▸ **Work task**: Using the listing that follows, filter out every line lacking the string "WHERE" and return the rest.

=== Information supplied ===

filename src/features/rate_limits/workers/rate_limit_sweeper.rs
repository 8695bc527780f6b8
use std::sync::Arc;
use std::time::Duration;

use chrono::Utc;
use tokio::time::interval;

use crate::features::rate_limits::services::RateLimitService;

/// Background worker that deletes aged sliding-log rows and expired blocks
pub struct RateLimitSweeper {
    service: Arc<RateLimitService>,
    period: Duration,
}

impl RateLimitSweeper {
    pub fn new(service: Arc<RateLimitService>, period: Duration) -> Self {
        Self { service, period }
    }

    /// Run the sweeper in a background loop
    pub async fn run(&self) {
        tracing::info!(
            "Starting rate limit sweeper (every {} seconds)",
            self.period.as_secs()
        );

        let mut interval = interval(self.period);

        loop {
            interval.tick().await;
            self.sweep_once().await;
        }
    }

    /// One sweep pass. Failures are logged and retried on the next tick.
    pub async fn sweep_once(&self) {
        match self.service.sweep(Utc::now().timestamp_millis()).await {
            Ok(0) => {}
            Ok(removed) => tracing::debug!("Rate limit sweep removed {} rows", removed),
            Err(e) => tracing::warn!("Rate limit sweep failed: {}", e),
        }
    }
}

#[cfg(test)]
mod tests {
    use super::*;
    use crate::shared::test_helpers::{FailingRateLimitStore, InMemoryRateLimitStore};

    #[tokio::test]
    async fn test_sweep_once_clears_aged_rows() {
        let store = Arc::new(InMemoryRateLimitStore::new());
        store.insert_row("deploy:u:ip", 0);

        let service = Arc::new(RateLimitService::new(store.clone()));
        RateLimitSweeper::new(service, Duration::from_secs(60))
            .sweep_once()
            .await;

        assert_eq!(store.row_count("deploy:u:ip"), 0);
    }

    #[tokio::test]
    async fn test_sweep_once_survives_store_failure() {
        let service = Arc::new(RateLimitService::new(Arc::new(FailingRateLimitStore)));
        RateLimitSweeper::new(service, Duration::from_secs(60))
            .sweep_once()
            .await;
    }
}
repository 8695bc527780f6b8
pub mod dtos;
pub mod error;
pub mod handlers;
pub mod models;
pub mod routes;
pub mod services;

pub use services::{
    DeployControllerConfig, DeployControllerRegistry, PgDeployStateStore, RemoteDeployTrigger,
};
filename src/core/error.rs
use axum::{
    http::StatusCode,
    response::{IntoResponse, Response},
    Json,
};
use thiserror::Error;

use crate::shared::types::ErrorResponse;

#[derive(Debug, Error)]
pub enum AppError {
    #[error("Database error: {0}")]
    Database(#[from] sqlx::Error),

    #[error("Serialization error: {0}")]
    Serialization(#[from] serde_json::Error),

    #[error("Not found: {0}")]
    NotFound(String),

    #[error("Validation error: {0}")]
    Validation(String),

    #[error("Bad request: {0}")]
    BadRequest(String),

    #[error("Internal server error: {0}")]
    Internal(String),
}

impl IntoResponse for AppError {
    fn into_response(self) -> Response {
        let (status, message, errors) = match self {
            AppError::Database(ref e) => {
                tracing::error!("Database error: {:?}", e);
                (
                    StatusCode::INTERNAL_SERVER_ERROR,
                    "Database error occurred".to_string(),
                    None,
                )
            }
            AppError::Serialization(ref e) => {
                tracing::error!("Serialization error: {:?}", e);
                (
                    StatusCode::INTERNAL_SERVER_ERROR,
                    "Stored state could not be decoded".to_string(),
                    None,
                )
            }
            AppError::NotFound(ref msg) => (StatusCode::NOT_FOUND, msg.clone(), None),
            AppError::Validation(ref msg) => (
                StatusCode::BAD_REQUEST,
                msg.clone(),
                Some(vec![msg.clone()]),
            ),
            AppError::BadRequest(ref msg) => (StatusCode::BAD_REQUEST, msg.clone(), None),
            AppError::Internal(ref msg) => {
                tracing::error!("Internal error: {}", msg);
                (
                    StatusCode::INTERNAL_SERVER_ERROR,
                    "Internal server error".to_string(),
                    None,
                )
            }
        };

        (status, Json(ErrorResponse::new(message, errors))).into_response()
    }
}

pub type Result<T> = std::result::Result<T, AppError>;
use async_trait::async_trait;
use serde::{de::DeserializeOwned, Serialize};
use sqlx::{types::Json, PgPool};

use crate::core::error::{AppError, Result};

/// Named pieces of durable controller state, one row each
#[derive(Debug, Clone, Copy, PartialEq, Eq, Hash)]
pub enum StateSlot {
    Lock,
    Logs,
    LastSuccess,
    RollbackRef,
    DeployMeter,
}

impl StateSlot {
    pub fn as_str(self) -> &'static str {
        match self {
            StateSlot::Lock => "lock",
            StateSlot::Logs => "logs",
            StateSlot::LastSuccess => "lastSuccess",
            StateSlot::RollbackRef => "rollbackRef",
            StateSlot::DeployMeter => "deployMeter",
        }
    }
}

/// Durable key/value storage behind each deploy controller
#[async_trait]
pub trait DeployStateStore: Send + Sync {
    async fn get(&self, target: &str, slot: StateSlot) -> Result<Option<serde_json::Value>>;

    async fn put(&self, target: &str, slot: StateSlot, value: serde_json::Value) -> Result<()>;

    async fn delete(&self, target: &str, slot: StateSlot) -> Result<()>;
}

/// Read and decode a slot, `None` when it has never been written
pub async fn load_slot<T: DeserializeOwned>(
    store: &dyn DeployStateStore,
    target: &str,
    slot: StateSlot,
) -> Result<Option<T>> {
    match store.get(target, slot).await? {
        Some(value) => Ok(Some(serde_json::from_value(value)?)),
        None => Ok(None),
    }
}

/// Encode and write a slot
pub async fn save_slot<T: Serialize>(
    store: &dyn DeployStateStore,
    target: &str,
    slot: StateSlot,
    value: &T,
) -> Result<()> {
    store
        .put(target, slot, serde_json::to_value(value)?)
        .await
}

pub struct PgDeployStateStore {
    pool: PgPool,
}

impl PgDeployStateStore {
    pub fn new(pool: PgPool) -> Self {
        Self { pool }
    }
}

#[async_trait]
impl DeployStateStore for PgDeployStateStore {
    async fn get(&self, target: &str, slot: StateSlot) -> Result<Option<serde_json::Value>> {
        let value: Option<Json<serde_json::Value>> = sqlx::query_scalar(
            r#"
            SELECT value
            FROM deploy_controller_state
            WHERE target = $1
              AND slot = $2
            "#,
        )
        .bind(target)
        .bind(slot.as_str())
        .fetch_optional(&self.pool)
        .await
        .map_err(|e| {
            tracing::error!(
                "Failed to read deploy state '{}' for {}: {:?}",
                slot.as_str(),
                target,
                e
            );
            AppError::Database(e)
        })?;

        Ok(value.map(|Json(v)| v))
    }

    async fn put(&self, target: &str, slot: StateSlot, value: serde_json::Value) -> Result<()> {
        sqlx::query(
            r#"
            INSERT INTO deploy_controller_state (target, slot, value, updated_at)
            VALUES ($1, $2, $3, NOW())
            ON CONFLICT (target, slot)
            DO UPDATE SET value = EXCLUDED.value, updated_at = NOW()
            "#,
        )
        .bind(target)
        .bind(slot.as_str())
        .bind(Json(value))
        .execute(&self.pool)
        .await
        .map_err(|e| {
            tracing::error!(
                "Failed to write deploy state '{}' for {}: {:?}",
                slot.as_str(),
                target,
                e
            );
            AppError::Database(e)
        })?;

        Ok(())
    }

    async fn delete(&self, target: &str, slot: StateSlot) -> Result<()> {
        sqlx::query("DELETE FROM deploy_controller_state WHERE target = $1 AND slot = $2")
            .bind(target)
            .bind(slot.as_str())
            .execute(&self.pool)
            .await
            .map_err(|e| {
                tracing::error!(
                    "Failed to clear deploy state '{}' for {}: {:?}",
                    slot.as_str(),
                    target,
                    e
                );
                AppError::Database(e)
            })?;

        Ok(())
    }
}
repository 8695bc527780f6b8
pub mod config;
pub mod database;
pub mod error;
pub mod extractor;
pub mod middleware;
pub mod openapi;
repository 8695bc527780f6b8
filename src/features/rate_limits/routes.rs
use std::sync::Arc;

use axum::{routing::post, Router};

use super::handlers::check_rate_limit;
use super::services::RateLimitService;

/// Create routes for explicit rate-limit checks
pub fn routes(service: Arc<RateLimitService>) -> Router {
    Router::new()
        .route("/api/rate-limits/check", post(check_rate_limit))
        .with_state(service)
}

===

▸ **Result of the exercise**:
            WHERE target = $1
        sqlx::query("DELETE FROM deploy_controller_state WHERE target = $1 AND slot = $2")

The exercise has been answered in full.